A recente situação de vulnerabilidade entre os indígenas que comercializam artesanato no município de Frederico Westphalen se tornou tema de debate entre Ministério Público, integrantes da Rede de Proteção municipal, da Funai e líderes indígenas da tribo Kaingang. O encontro público foi motivado devido aos indígenas que permanecem expostos a situações de risco no município e foi realizado na manhã desta terça-feira, 8, no auditório da Promotoria da Justiça. 

Os indígenas tem no artesanato a principal forma de sustento, entretanto, conforme as lideranças de Iraí e Vicente Dutra que estiveram presentes, eles retornam para as tribos apenas quanto conseguem angariar uma quantidade suficiente de dinheiro. Por isso, em diversas oportunidades, pernoitam na Estação Rodoviária ou em outros lugares, colocando crianças e adolescentes em situações de risco.
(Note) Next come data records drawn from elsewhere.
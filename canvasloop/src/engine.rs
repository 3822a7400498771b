// engine.rs
pub mod config;
pub mod controller;
pub mod error;
pub mod input;
pub mod scheduler;
pub mod surface;

use std::time::Instant;

use error::Result;
use input::InputSnapshot;
use surface::Surface;

/// What a simulation step reports back to the lifecycle controller.
#[derive(Clone, Copy, Debug, PartialEq, Eq)]
pub enum StepOutcome {
    /// Nothing advanced, the fixed interval has not elapsed yet.
    Idle,
    Advanced,
    /// The session reached a terminal state during this step.
    Ended,
}

/// A single hand-rolled simulation driven by the frame loop.
///
/// Implementors own all of their entity state. A new value is built for every
/// session, so a restart never sees state from the previous one.
pub trait Game {
    type Config: Clone;
    type Score: Copy + Default + std::fmt::Debug + PartialEq;

    const NAME: &'static str;

    fn new(config: &Self::Config, seed: u64, now: Instant) -> Self;

    /// Logical size of the surface the game draws on.
    fn canvas_size(config: &Self::Config) -> (f32, f32);

    /// Advances the simulation. Called once per rendered frame; implementors
    /// that run on a fixed interval gate themselves on `now`.
    fn step(&mut self, input: &InputSnapshot, now: Instant) -> Result<StepOutcome>;

    /// Draws the current state. Must not mutate the simulation.
    fn render(&self, surface: &mut dyn Surface);

    fn score(&self) -> Self::Score;

    /// Draws the idle screen shown before the first session starts.
    fn render_idle(config: &Self::Config, surface: &mut dyn Surface);
}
Com o objetivo de ter um controle maior quanto a movimentação indígena e quantos permanecem no município, uma das medidas definidas durante a audiência e que será adotada já nos próximos dias, é a confecção de uma “declaração de descolamento”. O documento já é utilizado em outros municípios e tem como finalidade deixar as autoridades (Funai e Conselho Tutelar) conscientes sobre o número de pessoas que estão se deslocando para trabalho, além do período em que permanecerão fora da aldeia.

Além disso, um dos temas que permaneceu em debate durante a audiência foi a destinação de uma área, com condições mínimas, para que os indígenas possam passar a noite no local. Conforme o coordenador regional da Funai, Aécio Magalhães, os indígenas não precisam de uma casa ou uma estrutura, tendo em vista que eles dormem em barracas, entretanto, há a necessidade de que o local tenha energia elétrica e água. Uma das alternativas levantadas durante a audiência foi a área localizada em frente à prefeitura, antigamente ocupada pela Companhia Intermunicipal de Estradas Alimentadoras (CINTEA).